LVIDd, left ventricular internal diameter during diastole; LVIDs left ventricular internal diameter during systole; EDV, end‐diastolic volume; ESV, end‐systolic volume; SV, stroke volume; EF, ejection fraction; CO, cardiac output; E, transmitral filling velocity during early diastole; SBP, systolic blood pressure; DBP, diastolic blood pressure; MBP, mean blood pressure; HR, heart rate. Data are displayed as mean ± SD (n = 4 each group for echocardiographic data; n = 8 each group for anatomical data). * P ≤ 0.05 dose vs. 0 μg dose; P ≤ 0.05 dose vs. 5 μg dose; ǂ P ≤ 0.05 dose vs. 10 μg dose; τ P ≤ 0.05 moderate SCI vs. uninjured control group differences; and ϕ P < 0.05, T3 vs. T10 SCI groups.
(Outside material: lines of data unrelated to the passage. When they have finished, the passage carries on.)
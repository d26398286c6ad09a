//! Mock collaborators for CI-safe tests and demos.
//!
//! - [`MockUpstream`]: deterministic daily fixture prices for a handful of tickers.
//! - [`DynamicMockUpstream`]: behavior scripted per ticker or per bucket via a controller.
//! - [`MapStore`], [`UnavailableStore`], [`CountingStore`]: cache stores for
//!   inspecting and breaking the cache path.
//! - [`FixedClock`]: a settable clock.

use std::sync::atomic::{AtomicUsize, Ordering};
use std::time::Duration;

use async_trait::async_trait;
use chrono::{DateTime, TimeDelta, Utc};
use tokio::sync::Mutex;
use tranche_core::{PricePoint, Ticker, TrancheError, UpstreamFetch};

mod clock;
mod dynamic;
mod store;

pub use clock::FixedClock;
pub use dynamic::{DynamicMockController, DynamicMockUpstream, MockBehavior};
pub use store::{CountingStore, MapStore, UnavailableStore};

const DAY_SECS: i64 = 86_400;

/// Tickers the fixture generator knows about, with their base price.
pub const FIXTURE_TICKERS: &[(&str, f64)] = &[
    ("AAPL", 150.0),
    ("MSFT", 300.0),
    ("GOOG", 130.0),
    ("TSLA", 200.0),
];

/// One recorded upstream request.
#[derive(Debug, Clone, PartialEq, Eq)]
pub struct FetchRequest {
    /// Requested ticker.
    pub ticker: Ticker,
    /// Requested inclusive start.
    pub start: DateTime<Utc>,
    /// Requested exclusive end.
    pub end: DateTime<Utc>,
}

/// Mock upstream serving one deterministic point per day at 00:00 UTC.
///
/// The ticker `FAIL` always returns a forced upstream error; any other ticker
/// outside [`FIXTURE_TICKERS`] fails as unknown.
pub struct MockUpstream {
    latency: Option<Duration>,
    calls: AtomicUsize,
    requests: Mutex<Vec<FetchRequest>>,
}

impl Default for MockUpstream {
    fn default() -> Self {
        Self::new()
    }
}

impl MockUpstream {
    /// Mock that answers immediately.
    #[must_use]
    pub fn new() -> Self {
        Self {
            latency: None,
            calls: AtomicUsize::new(0),
            requests: Mutex::new(Vec::new()),
        }
    }

    /// Mock that waits `latency` before every answer, imitating a slow vendor.
    #[must_use]
    pub fn with_latency(latency: Duration) -> Self {
        Self {
            latency: Some(latency),
            calls: AtomicUsize::new(0),
            requests: Mutex::new(Vec::new()),
        }
    }

    /// Number of `fetch_range` calls so far, failed ones included.
    pub fn calls(&self) -> usize {
        self.calls.load(Ordering::SeqCst)
    }

    /// Copy of the request log in call order.
    pub async fn requests(&self) -> Vec<FetchRequest> {
        self.requests.lock().await.clone()
    }

    /// Fixture points for `ticker` in `[start, end)` without touching counters.
    ///
    /// # Errors
    /// Returns an upstream error for tickers without fixture data.
    pub fn fixture(
        ticker: &Ticker,
        start: DateTime<Utc>,
        end: DateTime<Utc>,
    ) -> Result<Vec<PricePoint>, TrancheError> {
        let base = FIXTURE_TICKERS
            .iter()
            .find(|(sym, _)| *sym == ticker.as_str())
            .map(|(_, base)| *base)
            .ok_or_else(|| {
                TrancheError::upstream("tranche-mock", format!("unknown ticker {ticker}"))
            })?;

        let mut day = start.timestamp().div_euclid(DAY_SECS);
        let mut points = Vec::new();
        loop {
            let Some(ts) = DateTime::from_timestamp(day * DAY_SECS, 0) else {
                break;
            };
            if ts >= end {
                break;
            }
            if ts >= start {
                points.push(fixture_point(ticker, base, day, ts));
            }
            day += 1;
        }
        Ok(points)
    }
}

fn fixture_point(ticker: &Ticker, base: f64, day: i64, ts: DateTime<Utc>) -> PricePoint {
    #[allow(clippy::cast_precision_loss)]
    let wave = (day.rem_euclid(20) - 10) as f64;
    let close = base + wave * 0.75;
    #[allow(clippy::cast_precision_loss)]
    let volume = 1_000_000.0 + (day.rem_euclid(7) * 10_000) as f64;
    PricePoint {
        timestamp: ts,
        ticker: ticker.clone(),
        open: close - 0.5,
        high: close + 1.0,
        low: close - 1.5,
        close,
        adjusted_close: close * 0.99,
        volume,
    }
}

#[async_trait]
impl UpstreamFetch for MockUpstream {
    fn name(&self) -> &'static str {
        "tranche-mock"
    }

    async fn fetch_range(
        &self,
        ticker: &Ticker,
        start: DateTime<Utc>,
        end: DateTime<Utc>,
    ) -> Result<Vec<PricePoint>, TrancheError> {
        self.calls.fetch_add(1, Ordering::SeqCst);
        self.requests.lock().await.push(FetchRequest {
            ticker: ticker.clone(),
            start,
            end,
        });

        if let Some(latency) = self.latency {
            tokio::time::sleep(latency).await;
        }
        if ticker.as_str() == "FAIL" {
            return Err(TrancheError::upstream(
                self.name(),
                "forced failure: fetch_range",
            ));
        }
        if end <= start {
            return Ok(Vec::new());
        }
        Self::fixture(ticker, start, end)
    }
}

/// Midnight UTC of the given day counted from the Unix epoch.
///
/// Convenience for tests that reason in whole days.
#[must_use]
pub fn day(n: i64) -> DateTime<Utc> {
    DateTime::UNIX_EPOCH + TimeDelta::days(n)
}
Following T10 contusion, BP measurements during echocardiography were similar to preinjury parameters at all time points assessed (Table 2). Conversely, BP measurements (systolic, diastolic, and mean blood pressure) during echocardiography (i.e., in the presences of isoflurane anesthesia) in T3 animals were significantly reduced postinjury (Fig. 6A–C; Preinjury vs. Weeks 1, 5, and 10, P ≤ 0.001). Group comparisons also revealed significant differences in SBP, MBP, and DBP 1 week postcontusion (Table 2, P ≤ 0.05). Further, HR collected during echocardiography revealed transient tachycardia 1 week after T10 contusion that was significantly greater than measurements made at the week ten time point (Table 2, Week 1 vs. Week 10, P = 0.042).

Figure 6.

Figure 6

Timewise comparison of cardiac function following T3 moderate contusion using echocardiography. Compared to preinjury, pressor responses in the presence of isoflurane anesthesia were blunted at all time points assessed (SBP (A), DBP (B), and MBP (C)). Measures of systolic function (SV (D), CO (F), and EF (G)) over time indicate a recovery of function at 10 weeks post‐SCI. End‐diastolic volume (H) was significantly lower at chronic time points; ESV (I) and HR (E) were not different from preinjury. Data are displayed as mean ± SD (n = 4) and significance is set at * P ≤ 0.05 vs. preinjury.

Timewise comparisons of T3 echocardiography revealed that contused rats had reduced left ventricular internal diameter during diastole (LVIDd) at five and 10 weeks postinjury compared to preinjury (Table 2, Preinjury vs. Week 5, P ≤ 0.001; Preinjury vs. Week 10, P ≤ 0.05). End‐diastolic volume (EDV) was also reduced at these time points (Fig. 6H; Preinjury vs. Week 5, P ≤ 0.001; Preinjury vs. Week 10, P ≤ 0.05), while end‐systolic volume (ESV) remained unchanged (Fig. 6I). Further, cardiac output (CO) was decreased at 5 weeks postinjury (Fig. 6F; Preinjury vs. Week 5, P ≤ 0.05), most likely due to a lower stroke volume (SV), although this only approached significance (Fig. 6D, E; SV, P = 0.06). Flow indices, left ventricular dimensions, and measures of diastolic function were similar to preinjury measurements at all time points assessed after T10 contusion.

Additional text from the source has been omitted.